Norway’s Oil Fund, Scotland’s oil and Scotland’s banks
published this on 11:56 am, Saturday, 12th December, 2009Business| Community News| Politics| Renewable Energy | Comments (rss) | Respond | Ping |
Norway’s attitude to its oil wealth, from the outset, has shown the sort of fiscal long-sightedness that should be the aim and practice of any nation in respect of its significant resources.
In the UK, not only is such a practice of national investment unknown, the notion itself is alien to the way our governments deal with the national budget. What we’ve got is spent more for short term political gain than for nation-building. When we’re flat broke, as we are now, the government keeps on spending for the same desperate. self-centred reason.
This week’s budget was the most irresponsible act of political chicanery in centuries. It’s tempting to campaign to vote Labour back in again to make them face up to the mess they’ve made or to lose a subsequent general election badly enough to be out of power for a generation.
The Irish showed the way to deal with a very real crisis – just as it did in the banking collapses of last year and just as Norway has long shown the way to responsible management of a country’s finances.
The Norwegian example
The SNP’s Westminster Leader, Angus Robertson MP, has just met Dag Drydal, Chief Strategic Relations Officer of the Norwegian Oil Fund – Norges Bank Investment Management.
At this meeting, Mr Robertson learned that the value of the Norwegian National Oil Fund will double in the next 10 years. Set up in 1996, it is now worth $430bn and will be worth $850bn by 2019. In the last quarter this year – even in the current recession, it saw its biggest return ever in a 13% increase.
The fund now owns almost 1.8% of stocks in European listed companies and employs 240 people globally.
The contrast of this strategy with the UK’s squandering of oil revenues could not be more stark.
This does, of course – and with reason, fuel the SNP argument for the repatriation of oil revenues to their country of origin, Scotland.
The wider impact of banking failures
However, like it or not, Scotland has its banks to thank for weakening the current legitimacy of that call.
The UK Government, with Gordon Brown’s ‘regulation with a light touch’, almost explicitly invited financial institutions to embrace risk without risk assessment. This may have generally seduced banks into bad practice but it was banks carrying the name of this country who dashed most recklessly for cash and brought down the economy of the entire UK for decades to come.

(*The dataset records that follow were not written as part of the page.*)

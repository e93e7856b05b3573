//! Originating notifications from application code.

use std::fmt::Debug;
use std::sync::Arc;

use async_trait::async_trait;
use chrono::Utc;
use pgwatch_id::SequenceId;
use serde_json::Value;
use thiserror::Error;
use tracing::debug;

use crate::decoder::DEFAULT_MAX_PAYLOAD_SIZE;
use crate::envelope::encode_envelope;
use crate::notification::Payload;

#[derive(Debug, Error)]
pub enum PublishError {
    #[error("channel name must not be empty")]
    EmptyChannel,

    #[error("encoded payload is {size} bytes, limit is {limit}")]
    TooLarge { size: usize, limit: usize },

    #[error("payload must be a JSON object")]
    NotAnObject,

    #[error("failed to encode payload: {0}")]
    Encode(#[from] serde_json::Error),

    #[error("failed to emit notification: {0}")]
    Emit(String),
}

/// The underlying publish primitive, e.g. `pg_notify`, possibly paired with an outbox insert.
#[async_trait]
pub trait Emitter: Debug + Send + Sync + 'static {
    /// Emit `payload` on `channel` and return the sequence id assigned by the outbox, if any
    async fn emit(
        &self,
        channel: &str,
        payload: &Payload,
    ) -> Result<Option<SequenceId>, PublishError>;
}

/// Validates payloads against the limits the decoder enforces, then hands them to an [`Emitter`].
#[derive(Debug, Clone)]
pub struct Publisher {
    emitter: Arc<dyn Emitter>,
    max_payload_size: usize,
}

impl Publisher {
    pub fn new(emitter: Arc<dyn Emitter>) -> Self {
        Self {
            emitter,
            max_payload_size: DEFAULT_MAX_PAYLOAD_SIZE,
        }
    }

    pub fn with_max_payload_size(mut self, max_payload_size: usize) -> Self {
        self.max_payload_size = max_payload_size;
        self
    }

    pub async fn publish(
        &self,
        channel: &str,
        payload: Payload,
    ) -> Result<Option<SequenceId>, PublishError> {
        if channel.is_empty() {
            return Err(PublishError::EmptyChannel);
        }
        // sized with the widest id the envelope can carry
        let size =
            encode_envelope(Some(SequenceId::new(u64::MAX)), Some(Utc::now()), &payload)?.len();
        if size > self.max_payload_size {
            return Err(PublishError::TooLarge {
                size,
                limit: self.max_payload_size,
            });
        }

        let sequence_id = self.emitter.emit(channel, &payload).await?;
        debug!(%channel, ?sequence_id, size, "published notification");
        Ok(sequence_id)
    }

    /// Publish any JSON object; `null` publishes an empty payload
    pub async fn publish_value(
        &self,
        channel: &str,
        value: Value,
    ) -> Result<Option<SequenceId>, PublishError> {
        match value {
            Value::Object(payload) => self.publish(channel, payload).await,
            Value::Null => self.publish(channel, Payload::new()).await,
            _ => Err(PublishError::NotAnObject),
        }
    }
}
//! The decoded change event handed to consumers.

use std::fmt::Display;
use std::str::FromStr;
use std::sync::Arc;

use chrono::{DateTime, Utc};
use pgwatch_id::SequenceId;
use serde_json::{Map, Value};

/// Application data carried by a notification
pub type Payload = Map<String, Value>;

/// Where a notification was read from
#[derive(Debug, Copy, Clone, PartialEq, Eq, Hash)]
pub enum Origin {
    /// Received on the live subscription connection
    Realtime,
    /// Recovered from the replay store after a reconnect or a detected gap
    Replayed,
}

impl Display for Origin {
    fn fmt(&self, f: &mut std::fmt::Formatter<'_>) -> std::fmt::Result {
        match self {
            Self::Realtime => write!(f, "realtime"),
            Self::Replayed => write!(f, "replayed"),
        }
    }
}

/// The row operation behind a database change notification
#[derive(Debug, Copy, Clone, PartialEq, Eq, Hash)]
pub enum ChangeAction {
    Insert,
    Update,
    Delete,
    Truncate,
}

impl FromStr for ChangeAction {
    type Err = String;

    fn from_str(s: &str) -> Result<Self, Self::Err> {
        match s.to_ascii_uppercase().as_str() {
            "INSERT" => Ok(Self::Insert),
            "UPDATE" => Ok(Self::Update),
            "DELETE" => Ok(Self::Delete),
            "TRUNCATE" => Ok(Self::Truncate),
            other => Err(format!("unknown change action {other:?}")),
        }
    }
}

impl Display for ChangeAction {
    fn fmt(&self, f: &mut std::fmt::Formatter<'_>) -> std::fmt::Result {
        let s = match self {
            Self::Insert => "INSERT",
            Self::Update => "UPDATE",
            Self::Delete => "DELETE",
            Self::Truncate => "TRUNCATE",
        };
        f.write_str(s)
    }
}

/// One decoded change event.
///
/// Notifications are immutable once built. The `with_*` methods are used by the decoder and by
/// tests to assemble one.
#[derive(Debug, Clone, PartialEq)]
pub struct Notification {
    channel: Arc<str>,
    payload: Payload,
    sequence_id: Option<SequenceId>,
    origin: Origin,
    emitted_at: Option<DateTime<Utc>>,
    received_at: DateTime<Utc>,
}

impl Notification {
    /// A realtime notification received now, without sequence id or emission time
    pub fn new(channel: impl Into<Arc<str>>, payload: Payload) -> Self {
        Self {
            channel: channel.into(),
            payload,
            sequence_id: None,
            origin: Origin::Realtime,
            emitted_at: None,
            received_at: Utc::now(),
        }
    }

    pub fn with_sequence_id(mut self, sequence_id: Option<SequenceId>) -> Self {
        self.sequence_id = sequence_id;
        self
    }

    pub fn with_origin(mut self, origin: Origin) -> Self {
        self.origin = origin;
        self
    }

    pub fn with_emitted_at(mut self, emitted_at: Option<DateTime<Utc>>) -> Self {
        self.emitted_at = emitted_at;
        self
    }

    pub fn with_received_at(mut self, received_at: DateTime<Utc>) -> Self {
        self.received_at = received_at;
        self
    }

    pub fn channel(&self) -> &str {
        &self.channel
    }

    pub(crate) fn channel_arc(&self) -> Arc<str> {
        Arc::clone(&self.channel)
    }

    pub fn payload(&self) -> &Payload {
        &self.payload
    }

    pub fn sequence_id(&self) -> Option<SequenceId> {
        self.sequence_id
    }

    pub fn origin(&self) -> Origin {
        self.origin
    }

    pub fn is_replay(&self) -> bool {
        self.origin == Origin::Replayed
    }

    /// Time the source stamped on the notification, if any
    pub fn emitted_at(&self) -> Option<DateTime<Utc>> {
        self.emitted_at
    }

    /// Time the decoder produced this notification
    pub fn received_at(&self) -> DateTime<Utc> {
        self.received_at
    }

    /// Whether the payload was produced by a row-level change trigger, i.e. carries both a
    /// `table` and an `action`
    pub fn is_database_change(&self) -> bool {
        self.payload.contains_key("table") && self.payload.contains_key("action")
    }

    pub fn table(&self) -> Option<&str> {
        self.payload.get("table").and_then(Value::as_str)
    }

    pub fn action(&self) -> Option<ChangeAction> {
        self.payload
            .get("action")
            .and_then(Value::as_str)
            .and_then(|a| a.parse().ok())
    }

    /// Row image after the change, absent for deletes
    pub fn new_data(&self) -> Option<&Payload> {
        self.payload.get("new_data").and_then(Value::as_object)
    }

    /// Row image before the change, absent for inserts
    pub fn old_data(&self) -> Option<&Payload> {
        self.payload.get("old_data").and_then(Value::as_object)
    }

    /// Primary key of the changed row: `record_id` when the trigger sets it, otherwise the `id`
    /// of the new or old row image.
    pub fn record_id(&self) -> Option<&Value> {
        self.payload
            .get("record_id")
            .filter(|v| !v.is_null())
            .or_else(|| self.new_data().and_then(|d| d.get("id")))
            .or_else(|| self.old_data().and_then(|d| d.get("id")))
    }
}

impl Display for Notification {
    fn fmt(&self, f: &mut std::fmt::Formatter<'_>) -> std::fmt::Result {
        write!(f, "{}", self.channel)?;
        if let Some(id) = self.sequence_id {
            write!(f, "#{id}")?;
        }
        write!(f, " ({})", self.origin)
    }
}
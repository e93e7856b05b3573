//! Coordinate the stop of listener processes
//!
//! An embedding process usually runs one or more listener loops next to its own work. When the
//! process is asked to stop, e.g., by `ctrl+c`, each listener must flush its open batch, wait for
//! the batch in flight to be dispatched, and unsubscribe before the process may exit.
//!
//! Components [`register`][ShutdownManager::register] with the [`ShutdownManager`] to obtain a
//! [`ShutdownToken`]. The token is used to
//! [`wait_for_shutdown`][ShutdownToken::wait_for_shutdown], or to derive a
//! [`child_token`][ShutdownToken::child_token] that can also be cancelled locally, and finally to
//! signal [`complete`][ShutdownToken::complete] once the component is drained.
use std::sync::Arc;

use parking_lot::Mutex;
use tokio::sync::oneshot;
use tokio_util::{sync::CancellationToken, task::TaskTracker};
use tracing::{debug, info};

/// Wait for a `SIGTERM` or `SIGINT` on UNIX systems
#[cfg(unix)]
pub async fn wait_for_signal() {
    use tokio::signal::unix::{SignalKind, signal};

    let mut term = signal(SignalKind::terminate()).expect("failed to register SIGTERM handler");
    let mut int = signal(SignalKind::interrupt()).expect("failed to register SIGINT handler");

    tokio::select! {
        _ = term.recv() => info!("received SIGTERM, stopping listeners"),
        _ = int.recv() => info!("received SIGINT, stopping listeners"),
    }
}

/// Wait for a `ctrl+c` on Windows systems
#[cfg(windows)]
pub async fn wait_for_signal() {
    let _ = tokio::signal::ctrl_c().await;
    info!("received ctrl+c, stopping listeners");
}

/// Coordinates the ordered stop of registered components
#[derive(Debug)]
pub struct ShutdownManager {
    token: CancellationToken,
    tasks: TaskTracker,
    pending: Arc<Mutex<Vec<&'static str>>>,
}

impl Default for ShutdownManager {
    fn default() -> Self {
        Self::new()
    }
}

impl ShutdownManager {
    pub fn new() -> Self {
        Self {
            token: CancellationToken::new(),
            tasks: TaskTracker::new(),
            pending: Default::default(),
        }
    }

    /// Register a component that needs to drain before the process may exit
    ///
    /// The caller must invoke [`complete`][ShutdownToken::complete] on the returned token, or drop
    /// every clone of it, for [`join`][ShutdownManager::join] to return.
    pub fn register(&self, component: &'static str) -> ShutdownToken {
        let (tx, rx) = oneshot::channel::<()>();
        self.pending.lock().push(component);
        let pending = Arc::clone(&self.pending);
        self.tasks.spawn(async move {
            // a dropped sender counts as completion
            let _ = rx.await;
            let mut pending = pending.lock();
            if let Some(pos) = pending.iter().position(|c| *c == component) {
                pending.remove(pos);
            }
            debug!(component, "component completed shutdown");
        });
        ShutdownToken::new(component, self.token.clone(), tx)
    }

    /// Signal every registered component to stop
    pub fn shutdown(&self) {
        info!(pending = ?self.pending(), "shutdown requested");
        self.token.cancel();
    }

    pub fn is_shutdown(&self) -> bool {
        self.token.is_cancelled()
    }

    /// Names of the components that have not completed yet
    pub fn pending(&self) -> Vec<&'static str> {
        self.pending.lock().clone()
    }

    /// Wait for all registered components to signal completion
    pub async fn join(&self) {
        self.tasks.close();
        self.tasks.wait().await;
        info!("all components stopped");
    }
}

/// Handed to a component by [`ShutdownManager::register`]
///
/// Clones share the completion signal, so any clone may call
/// [`complete`][ShutdownToken::complete].
#[derive(Debug, Clone)]
pub struct ShutdownToken {
    component: &'static str,
    token: CancellationToken,
    complete_tx: Arc<Mutex<Option<oneshot::Sender<()>>>>,
}

impl ShutdownToken {
    fn new(component: &'static str, token: CancellationToken, tx: oneshot::Sender<()>) -> Self {
        Self {
            component,
            token,
            complete_tx: Arc::new(Mutex::new(Some(tx))),
        }
    }

    pub fn component(&self) -> &'static str {
        self.component
    }

    /// Stop the whole process because of an unrecoverable state in this component
    pub fn trigger_shutdown(&self) {
        info!(component = self.component, "component triggered shutdown");
        self.token.cancel();
    }

    pub fn is_shutdown(&self) -> bool {
        self.token.is_cancelled()
    }

    /// Completes when the issuing [`ShutdownManager`] is shut down
    pub async fn wait_for_shutdown(&self) {
        self.token.cancelled().await;
    }

    /// A token that is cancelled with the process, and that can also be cancelled on its own to
    /// stop only this component
    pub fn child_token(&self) -> CancellationToken {
        self.token.child_token()
    }

    /// Signal that the component is drained and the process may exit
    pub fn complete(&self) {
        if let Some(tx) = self.complete_tx.lock().take() {
            let _ = tx.send(());
        }
    }
}
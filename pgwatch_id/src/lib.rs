use serde::Deserialize;
use serde::Serialize;
use std::fmt::Display;
use std::str::FromStr;

mod sequences;
pub use sequences::ChannelSequences;

/// Position of a notification within the outbox of its channel.
///
/// Sequence ids are assigned by the database side when a notification is
/// written to the outbox, and increase by exactly one per channel.
#[derive(Debug, Copy, Clone, Eq, PartialOrd, Ord, PartialEq, Serialize, Deserialize, Hash)]
#[serde(transparent)]
pub struct SequenceId(u64);

impl SequenceId {
    pub const fn new(id: u64) -> Self {
        Self(id)
    }

    pub fn as_u64(&self) -> u64 {
        self.0
    }

    /// The id that directly follows this one, saturating at `u64::MAX`
    pub fn next(&self) -> Self {
        Self(self.0.saturating_add(1))
    }

    /// Whether `self` is exactly one greater than `previous`
    pub fn is_successor_of(&self, previous: Self) -> bool {
        previous.0.checked_add(1) == Some(self.0)
    }

    /// Number of ids strictly between `previous` and `self`
    pub fn missing_since(&self, previous: Self) -> u64 {
        self.0.saturating_sub(previous.0).saturating_sub(1)
    }
}

impl From<u64> for SequenceId {
    fn from(value: u64) -> Self {
        Self(value)
    }
}

impl Display for SequenceId {
    fn fmt(&self, f: &mut std::fmt::Formatter<'_>) -> std::fmt::Result {
        write!(f, "{}", self.0)
    }
}

#[derive(Debug, thiserror::Error)]
#[error("invalid sequence id {input:?}: {source}")]
pub struct ParseSequenceIdError {
    input: String,
    source: std::num::ParseIntError,
}

impl FromStr for SequenceId {
    type Err = ParseSequenceIdError;

    fn from_str(s: &str) -> Result<Self, Self::Err> {
        s.trim()
            .parse::<u64>()
            .map(Self)
            .map_err(|source| ParseSequenceIdError {
                input: s.to_string(),
                source,
            })
    }
}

In this context, any cry of ‘It’s Scotland’s oil’ is shouted down by ‘It’s Scotland’s debt’ – with claims and disclaimers clinging fast to both slogans.
Any call to establish a Scotland Oil Fund from continuing oil revenues will, as reasonably as the call itself, be seen as our unwillingness to share the consequences of long-term UK-wide injury inflicted by our banks.
The Royal Bank of Scotland and the Bank of Scotland have damaged their country of origin far beyond financial pain. They have created a climate where economic uncertainty has undermined and retarded any open-minded engagement with the issue of independence.
This double-debt makes inexcusable the current behaviour of the banks – in refusing to lend to assist the survival and development of perfectly secure businesses and, as in the case of the Bank of Scotland, cutting lifeline services like Islay’s Business Manager.
A Scotland Energy Fund
What Scotland should do is to establish a Scotland Energy Fund, with contributions from renewable energy, carbon capture and existing energy generating systems accumulating from now on.
This fund should receive environmental levies on nuclear power plant operation and decommissioning; and any contributions in respect of oil extracted from the UK Government at any stage.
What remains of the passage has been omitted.